Career Caroline: This lucky gal is the last of a quickly dying breed. She began her career with an S&P 500 company and rose through the ranks to a key management position. Like many of her peers who believed in the strength of the company, she invested part of her 401k in company stock over her thirty year career. It now represents a concentration of 30% of her net worth. Caroline needs to be mindful of this concentration when building the rest of her portfolio. She also has a great opportunity for tax savings using the Net Unrealized Appreciation strategy.
Pension Pete: Caroline’s step-brother is Pension Pete. Also becoming a rarity these days, he worked for the Federal Government for most of his career. His retirement picture is built on three programs: his Thrift Savings Plan (federal plan similar to a 401k), his FERS federal pension, and Social Security. Since his income is peaking late in his career, each year of earnings makes a big change in his potential monthly pension income. He needs to critically examine his options with FERS and Social Security several years ahead of retirement so he can make the best decision at the best time for him and his family.
Real Estate Ron: Real Estate Ron does not have as large of a traditional nest egg as someone like Caroline. His assets are heavily tilted toward his rental property portfolio. Just like Pension Pete, he has great potential to create fixed income outside of his retirement accounts. He knows what he owns and chooses to use a more aggressive allocation in his liquid investments. At the same time, he needs to be mindful of liquidity in case a good real estate opportunity becomes available. He keeps more cash on hand than some peers and utilizes taxable investments with securities-based lending available.

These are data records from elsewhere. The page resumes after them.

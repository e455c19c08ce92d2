//! Threshold deletion: a full scan and an index-driven scan.
//!
//! Both passes tombstone every live record whose attribute is strictly
//! greater than a threshold and report the same [`DeletionStats`] shape, so
//! their cost can be compared while their effect must be identical.

use std::collections::HashSet;
use std::time::Instant;

use tracing::debug;

use crate::common::PageId;
use crate::deletion::stats::{DeletionStats, Strategy, StrategyComparison};
use crate::deletion::tombstone::TombstoneMap;
use crate::index::{Column, FreeThrowPct, IndexManager, Percentage, ThresholdKey};
use crate::storage::PageStore;

/// Tombstone every live record with `C > threshold` by scanning every page
/// and slot in physical order.
///
/// Every page is touched regardless of how many records match.
pub fn delete_above_linear<C>(
    store: &PageStore,
    tombstones: &mut TombstoneMap,
    threshold: C::Key,
) -> DeletionStats
where
    C: Column,
    C::Key: ThresholdKey,
{
    let start = Instant::now();
    let mut stats = DeletionStats::new(Strategy::Linear);
    tombstones.ensure_shape(store);

    for (location, record) in store.iter() {
        let value = C::key(&record);
        if value > threshold && tombstones.mark(location) {
            stats.records_deleted += 1;
            stats.value_sum += value.to_f64();
        }
    }
    stats.pages_touched = store.page_count();
    stats.elapsed = start.elapsed();

    debug!(
        column = C::NAME,
        ?threshold,
        deleted = stats.records_deleted,
        pages = stats.pages_touched,
        "linear deletion"
    );
    stats
}

/// Tombstone every live record with `C > threshold` using a range scan of
/// the attribute's index over `(threshold, MAX]`.
///
/// Candidates are deduplicated and re-checked against the stored value
/// before being tombstoned. Pages touched counts the distinct pages among
/// the candidates.
pub fn delete_above_indexed<C>(
    store: &PageStore,
    indexes: &IndexManager,
    tombstones: &mut TombstoneMap,
    threshold: C::Key,
) -> DeletionStats
where
    C: Column,
    C::Key: ThresholdKey,
{
    let start = Instant::now();
    let mut stats = DeletionStats::new(Strategy::Indexed);
    tombstones.ensure_shape(store);

    let Some(lower) = threshold.next_above() else {
        stats.elapsed = start.elapsed();
        return stats;
    };

    let upper = <C::Key as ThresholdKey>::MAX;
    let (candidates, visits) = C::tree(indexes).range_search_instrumented(&lower, &upper);
    stats.visits = visits;

    let mut seen = HashSet::with_capacity(candidates.len());
    let mut pages: HashSet<PageId> = HashSet::new();

    for location in candidates {
        if !seen.insert(location) {
            continue;
        }
        pages.insert(location.page_id);

        if tombstones.is_deleted(location) {
            continue;
        }
        // The tree may be stale relative to the store.
        let Ok(record) = store.record(location) else {
            continue;
        };
        let value = C::key(&record);
        if value > threshold && tombstones.mark(location) {
            stats.records_deleted += 1;
            stats.value_sum += value.to_f64();
        }
    }
    stats.pages_touched = pages.len();
    stats.elapsed = start.elapsed();

    debug!(
        column = C::NAME,
        ?threshold,
        deleted = stats.records_deleted,
        pages = stats.pages_touched,
        nodes = stats.visits.total(),
        "indexed deletion"
    );
    stats
}

/// Run both strategies from the same starting tombstones, each on its own
/// copy. `tombstones` is left unchanged.
pub fn compare_strategies<C>(
    store: &PageStore,
    indexes: &IndexManager,
    tombstones: &TombstoneMap,
    threshold: C::Key,
) -> StrategyComparison
where
    C: Column,
    C::Key: ThresholdKey,
{
    let mut linear_map = tombstones.clone();
    let mut indexed_map = tombstones.clone();

    StrategyComparison {
        linear: delete_above_linear::<C>(store, &mut linear_map, threshold),
        indexed: delete_above_indexed::<C>(store, indexes, &mut indexed_map, threshold),
    }
}

/// [`delete_above_linear`] on free-throw percentage.
pub fn delete_ft_pct_above_linear(
    store: &PageStore,
    tombstones: &mut TombstoneMap,
    threshold: f32,
) -> DeletionStats {
    delete_above_linear::<FreeThrowPct>(store, tombstones, Percentage::new(threshold))
}

/// [`delete_above_indexed`] on free-throw percentage.
pub fn delete_ft_pct_above_indexed(
    store: &PageStore,
    indexes: &IndexManager,
    tombstones: &mut TombstoneMap,
    threshold: f32,
) -> DeletionStats {
    delete_above_indexed::<FreeThrowPct>(store, indexes, tombstones, Percentage::new(threshold))
}

#[cfg(test)]
mod tests {
    use super::*;
    use crate::common::Location;
    use crate::index::Points;
    use crate::storage::GameRecord;

    /// 25 records with FT% spread evenly over [0.70, 0.98].
    fn ft_store() -> PageStore {
        let mut store = PageStore::new();
        for i in 0..25 {
            store.add_record(&GameRecord {
                ft_pct_home: 0.70 + i as f32 * (0.28 / 24.0),
                pts_home: 90 + i,
                ..GameRecord::default()
            });
        }
        store
    }

    fn indexed(store: &PageStore) -> IndexManager {
        let mut indexes = IndexManager::new();
        indexes.build(store);
        indexes
    }

    fn deleted_set(map: &TombstoneMap, store: &PageStore) -> Vec<Location> {
        store
            .iter()
            .map(|(loc, _)| loc)
            .filter(|loc| map.is_deleted(*loc))
            .collect()
    }

    #[test]
    fn test_strategies_agree_on_ft_scenario() {
        let store = ft_store();
        let indexes = indexed(&store);
        assert_eq!(indexes.statistics().get("ft_pct").unwrap().leaf_nodes, 2);

        let mut linear_map = TombstoneMap::for_store(&store);
        let mut indexed_map = TombstoneMap::for_store(&store);
        let linear = delete_ft_pct_above_linear(&store, &mut linear_map, 0.90);
        let indexed = delete_ft_pct_above_indexed(&store, &indexes, &mut indexed_map, 0.90);

        let expected = store.iter().filter(|(_, r)| r.ft_pct_home > 0.90).count();
        assert!(expected > 0);
        assert_eq!(linear.records_deleted, expected);
        assert_eq!(indexed.records_deleted, expected);
        assert_eq!(linear.value_sum, indexed.value_sum);
        assert_eq!(linear.average(), indexed.average());
        assert_eq!(deleted_set(&linear_map, &store), deleted_set(&indexed_map, &store));
        assert!(indexed.visits.leaf_nodes >= 1);
    }

    #[test]
    fn test_threshold_is_strict() {
        let store = ft_store();
        let mut map = TombstoneMap::for_store(&store);
        let stats = delete_above_linear::<Points>(&store, &mut map, 110);
        // points run 90..=114, so 111..=114 go
        assert_eq!(stats.records_deleted, 4);
        assert_eq!(stats.value_sum, (111 + 112 + 113 + 114) as f64);

        let indexes = indexed(&store);
        let mut map = TombstoneMap::for_store(&store);
        let stats = delete_above_indexed::<Points>(&store, &indexes, &mut map, 110);
        assert_eq!(stats.records_deleted, 4);
    }

    #[test]
    fn test_second_pass_deletes_nothing() {
        let store = ft_store();
        let indexes = indexed(&store);
        let mut map = TombstoneMap::for_store(&store);

        let first = delete_ft_pct_above_indexed(&store, &indexes, &mut map, 0.85);
        let again_indexed = delete_ft_pct_above_indexed(&store, &indexes, &mut map, 0.85);
        let again_linear = delete_ft_pct_above_linear(&store, &mut map, 0.85);

        assert!(first.records_deleted > 0);
        assert_eq!(again_indexed.records_deleted, 0);
        assert_eq!(again_linear.records_deleted, 0);
        assert_eq!(map.deleted_count(), first.records_deleted);
    }

    #[test]
    fn test_no_matches() {
        let store = ft_store();
        let indexes = indexed(&store);
        let mut map = TombstoneMap::for_store(&store);

        let stats = delete_ft_pct_above_indexed(&store, &indexes, &mut map, 0.99);
        assert_eq!(stats.records_deleted, 0);
        assert_eq!(stats.pages_touched, 0);
        assert_eq!(stats.average(), 0.0);

        let stats = delete_above_indexed::<Points>(&store, &indexes, &mut map, i32::MAX);
        assert_eq!(stats.records_deleted, 0);
    }

    #[test]
    fn test_nan_thresholds_agree() {
        let store = ft_store();
        let indexes = indexed(&store);
        let empty = TombstoneMap::for_store(&store);

        // -NaN sorts below every value, +NaN above every value
        let neg_nan: f32 = "-NaN".parse().unwrap();
        let below = compare_strategies::<FreeThrowPct>(&store, &indexes, &empty, Percentage(neg_nan));
        assert!(below.agree());
        assert_eq!(below.linear.records_deleted, 25);

        let above = compare_strategies::<FreeThrowPct>(&store, &indexes, &empty, Percentage(f32::NAN));
        assert!(above.agree());
        assert_eq!(above.indexed.records_deleted, 0);
    }

    #[test]
    fn test_linear_touches_every_page() {
        let mut store = PageStore::new();
        for i in 0..300 {
            store.add_record(&GameRecord {
                pts_home: i,
                ..GameRecord::default()
            });
        }
        let indexes = indexed(&store);
        let cmp = compare_strategies::<Points>(&store, &indexes, &TombstoneMap::new(), 290);

        assert_eq!(cmp.linear.pages_touched, store.page_count());
        assert_eq!(cmp.indexed.pages_touched, 1);
        assert!(cmp.agree());
        assert_eq!(cmp.linear.records_deleted, 9);
    }

    #[test]
    fn test_compare_leaves_input_untouched() {
        let store = ft_store();
        let indexes = indexed(&store);
        let map = TombstoneMap::for_store(&store);

        let cmp = compare_strategies::<FreeThrowPct>(&store, &indexes, &map, Percentage(0.8));
        assert!(cmp.agree());
        assert_eq!(map.deleted_count(), 0);
    }

    #[test]
    fn test_indexed_skips_stale_entries() {
        let store = ft_store();
        let indexes = indexed(&store);

        // Tree built over a larger store than the one queried.
        let mut small = PageStore::new();
        for (_, record) in store.iter().take(10) {
            small.add_record(&record);
        }
        let mut map = TombstoneMap::for_store(&small);
        let stats = delete_ft_pct_above_indexed(&small, &indexes, &mut map, 0.0);
        assert_eq!(stats.records_deleted, 10);
    }
}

Finally, he is self-employed and can optimize his tax scenario and healthcare to his liking.
Millenial Michelle: Michelle’s financial outlook is different than the one her parents experienced. While she earns much more in her thirties than they did, she also has a mountain of student debt. Those student loans have different repayment options that, managed improperly, can cost her hundreds of thousands of dollars in interest. She’ll also do most of her investing inside her company retirement plan, where she can invest up to $19,000¹ in pre-tax OR Roth monies. Those decisions are much more impactful to her long-term success than how she allocates her IRA from her first employer.
Financial planning can be a lot like composing music. Just like an orchestra is not made by one star violinist, a plan isn’t accomplished in one investment account. Each thing you own talks to the rest just like the woodwinds talk with the percussion. The last thing we want is to have cymbals crashing during the flute solo. When you take the time to know what you own and how it relates to the rest, you can create beautiful harmony.